Tuesday, 23 August 2022

Epidemiology, Epidemic Cost and Management of Cape Saint Paul Wilt of Coconut in Ghana| Book Publisher International

 The coconut palm is one of the most adaptable plants. Man can benefit from every component of the coconut palm, including the roots, fronds, and other products with added value [Ohler, 1999]. For millions of tiny holders, the coconut palm provides food and drink, traditional medicine, containers, rope-making materials, frond roofs, and even fuel for cooking. (Fig. 1) [Ohler, 1999]. The average lifespan of an economy is 50 years, yet a coconut palm can last up to 200 years! [Bourdeix and others, 2005]

The coconut palm is a significant source of fats, oils, and numerous industrial products, making it commercially significant on a global scale. In terms of production volume and international trade, the coconut palm was the world's most important source of vegetable oil as early as 1914. 3.5% of Ghana's population, or 30.8 million people in 2021, is thought to depend on the coconut industry for their living.

 The coconut palm is grown as a food crop and a cash crop. Disadvantaged groups like the poor without access to land, street children, and rural women are given employment opportunities through its production, processing, and commercialization. However, the deadly Cape Saint Paul Wilt (CSPW), a phytoplasmal disease that causes yellowing of the skin, has wiped off hundreds of hectares of coconut plantations in Ghana's three main coconut-producing regions, the Western, Central, and Volta Regions. If timely containment measures are not taken, the disease might result in 100% crop losses.

If no control measures are taken, a one-hectare coconut plantation (160 coconut palms) will often go extinct within two years after the onset of the first disease symptoms. The Ghanaian coconut industry rehabilitation programmes are in danger due to the illness's potential to devastate coconut populations in active disease foci. To strengthen the argument for the early control of the disease in Ghana, it is crucial to estimate agricultural losses due to CSPW epidemics, quantify the losses in monetary terms, and determine the economic impact of crop losses. To increase crop yields in agriculture, crop diseases and pest control are of utmost importance.

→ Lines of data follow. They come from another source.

// ---------------------------------------------------------------------------
// IMPLEMENTATIONS
// ---------------------------------------------------------------------------

impl TrapezoidalProfile {
    /// Create an uninitialised profile, all queries return zero.
    pub fn new() -> Self {
        Self::default()
    }

    /// Generate the time-optimal profile, returning its length in periods.
    ///
    /// - `initial_velocity` is the current velocity of the robot; a component
    ///   opposing the direction of travel is clamped to zero before planning.
    /// - `distance` is signed, its sign sets the direction of every output.
    /// - When `must_stop` is false the profile ends at `max_speed` instead of
    ///   zero.
    ///
    /// Degenerate inputs (zero distance, non-positive acceleration,
    /// deceleration or max speed) and unsatisfiable braking produce a
    /// stationary profile of zero periods which holds `initial_velocity`.
    pub fn generate(
        &mut self,
        initial_velocity: f64,
        distance: f64,
        acceleration: f64,
        deceleration: f64,
        max_speed: f64,
        must_stop: bool,
    ) -> u32 {
        self.initialized = false;

        if distance.abs() < MIN_DISTANCE
            || acceleration <= 0.0
            || deceleration <= 0.0
            || max_speed <= 0.0
        {
            self.reset_to_stationary(initial_velocity);
            return 0;
        }

        let direction = if distance >= 0.0 { 1.0 } else { -1.0 };
        let abs_distance = distance.abs();

        // Initial velocity along the direction of travel, opposing component
        // clamped to zero
        let v0 = (initial_velocity * direction).max(0.0);

        // Final velocity magnitude along the direction of travel
        let vf = if must_stop { 0.0 } else { max_speed };

        self.start_velocity = v0;
        self.final_velocity = vf * direction;
        self.target_distance = distance;
        self.acceleration = acceleration;
        self.deceleration = deceleration;

        // Ideal (continuous) ramp distances
        let accel_distance = accel_distance_between(v0, max_speed, acceleration);
        let decel_distance = accel_distance_between(max_speed, vf, deceleration);

        if accel_distance + decel_distance <= abs_distance {
            // Trapezoidal: reach max speed, cruise, then decelerate
            self.plateau_velocity = max_speed * direction;
            self.accel_periods = ramp_periods(v0, max_speed, acceleration);
            self.decel_periods = ramp_periods(max_speed, vf, deceleration);

            // Recompute the ramp distances with discrete period counts, the
            // plateau absorbs the remainder
            let discrete_accel = discrete_distance(v0, acceleration, self.accel_periods);
            let discrete_decel = discrete_distance(max_speed, -deceleration, self.decel_periods);
            let plateau_distance = abs_distance - discrete_accel - discrete_decel;
            self.plateau_periods = (plateau_distance.max(0.0) / max_speed) as u32;
        } else {
            // Cannot reach max speed within the distance
            let v_peak_sq = (2.0 * acceleration * deceleration * abs_distance
                + deceleration * v0 * v0
                + acceleration * vf * vf)
                / (acceleration + deceleration);
            // Guard against floating point rounding on edge cases
            let v_peak = v_peak_sq.max(0.0).sqrt();

            if v0 <= v_peak {
                // Triangular: accelerate to the peak then decelerate
                self.plateau_velocity = v_peak * direction;
                self.plateau_periods = 0;
                self.accel_periods = ramp_periods(v0, v_peak, acceleration);
                self.decel_periods = ramp_periods(v_peak, vf, deceleration);
            } else {
                // Entering faster than the peak, braking is the only option
                let brake_distance = accel_distance_between(v0, vf, deceleration);

                if brake_distance >= abs_distance {
                    // Cannot meet the final velocity within the distance, no
                    // feedforward profile
                    self.reset_to_stationary(initial_velocity);
                    return 0;
                }

                // Cruise at the entry speed then decelerate
                self.plateau_velocity = v0 * direction;
                self.accel_periods = 0;
                self.decel_periods = ramp_periods(v0, vf, deceleration);

                let discrete_decel = discrete_distance(v0, -deceleration, self.decel_periods);
                let plateau_distance = abs_distance - discrete_decel;
                self.plateau_periods = (plateau_distance.max(0.0) / v0) as u32;
            }
        }

        self.initialized = true;
        self.total_periods()
    }

    /// Theoretical velocity at the given period, signed.
    pub fn velocity(&self, period: u32) -> f64 {
        if !self.initialized {
            return 0.0;
        }

        let direction = if self.plateau_velocity >= 0.0 {
            1.0
        } else {
            -1.0
        };

        let plateau_end = self.accel_periods + self.plateau_periods;

        if period < self.accel_periods {
            let ramp = self.start_velocity + self.acceleration * period as f64;
            direction * ramp.min(self.plateau_velocity.abs())
        } else if period < plateau_end {
            self.plateau_velocity
        } else if period < self.total_periods() {
            let into_decel = (period - plateau_end) as f64;
            self.plateau_velocity - direction * self.deceleration * into_decel
        } else {
            self.final_velocity
        }
    }

    /// Theoretical distance left to travel at the given period, signed.
    pub fn remaining_distance(&self, period: u32) -> f64 {
        if !self.initialized {
            return 0.0;
        }

        let direction = if self.plateau_velocity >= 0.0 {
            1.0
        } else {
            -1.0
        };

        let mut travelled = 0.0;

        // Acceleration ramp contribution
        let n = period.min(self.accel_periods);
        travelled += discrete_distance(self.start_velocity, self.acceleration, n);

        // Plateau contribution
        if period > self.accel_periods {
            let k = (period - self.accel_periods).min(self.plateau_periods);
            travelled += self.plateau_velocity.abs() * k as f64;
        }

        // Deceleration ramp contribution
        let plateau_end = self.accel_periods + self.plateau_periods;
        if period > plateau_end {
            let m = (period - plateau_end).min(self.decel_periods);
            travelled += discrete_distance(self.plateau_velocity.abs(), -self.deceleration, m);
        }

        self.target_distance - direction * travelled
    }

    /// Total length of the profile in periods.
    pub fn total_periods(&self) -> u32 {
        self.accel_periods + self.plateau_periods + self.decel_periods
    }

    /// Return to the uninitialised state.
    pub fn reset(&mut self) {
        *self = Self::default();
    }

    /// Zero-length profile which holds the given velocity forever.
    fn reset_to_stationary(&mut self, velocity: f64) {
        self.start_velocity = velocity;
        self.plateau_velocity = velocity;
        self.final_velocity = velocity;
        self.target_distance = 0.0;
        self.acceleration = 0.0;
        self.deceleration = 0.0;
        self.accel_periods = 0;
        self.plateau_periods = 0;
        self.decel_periods = 0;
        self.initialized = true;
    }
}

Typically, this is done by eradicating the pathogen/pest or lessening its effects on the target crops by physical, chemical, biological, and cultural methods. A high-value crop like cocomut needs a disease control strategy that is effective, environmentally friendly (less danger to the target crop, the farmer, and the environment before and after production), simple to implement, and most importantly, economical. The integrated management of disease is the current strategy for agricultural disease control. The economic damage threshold (action threshold) and economic injury levels of a crop disease at which control actions should be undertaken are crucial to integrated disease management (IDM). The economic benefit-to-cost ratio serves as the foundation for the economic damage threshold.

That is, for control efforts to be justified, the expected loss from a crop disease must be higher than the expense of containment measures. In Ghana, the economic damage threshold method of CSPW control has mainly proven unreliable. Because CSPW is a vascular wilt and symptoms signify an advanced or terminal infestation, unlike insect pest infestations, where pest population or damage level can be monitored and treated when the economic damage threshold is reached. Therefore, by the time a control treatment is started solely based on the onset of disease symptoms, irreparable economic harm has already been done. Ghana's coconut production has suffered significantly as a result of the Cape Saint Paul Wilt epidemic.

Hybrid coconuts are less vulnerable to the CSPW epidemic than pure lines, as evidenced by the fact that the economic impact of CSPW on coconut output is lower in hybrid coconuts. This confirms that the Cape Saint Paul Wilt of the coconut is a disease of the economy that needs to be controlled, if not entirely eradicated, through deliberate interventionist strategies like zealous scientific research, especially breeding research, to preserve the profitability of coconut cultivation and its competitive position on the vegetable oils market. This book is a two-fold compendium of the findings from Cape Saint Paul Wilt's over eighty years of coconut research in Ghana.

The first section outlines the most significant past scientific research interventions and accomplishments since the start of the CSPW epidemic in 1932; it then fairly assesses the current research being done to control the CSPW threat; and finally, it makes a well-informed prediction about the future of CSPW research on coconuts in Ghana. The second section employs strong econometric models and statistical analysis tools to objectively show the financial impact of the CSPW outbreak on coconut farming and yield in Ghana. By raising global knowledge of the coconut palm's economic significance, eradicating farmer apathy brought on by the CSPW pandemic, and encouraging more international funding for coconut research, I intend to rekindle scientists' enthusiasm in the study of coconuts.A complete integrated management of the Cape Saint Paul Wilt of coconut pandemic in Ghana and elsewhere is what I also anticipate will result from the findings in this significant book.


Author(s) Details:

Gilbert Danyo,
Council for Scientific and Industrial Research - Oil Palm Research Institute, Coconut Research Programme, P.O.Box 245, Sekondi, Ghana.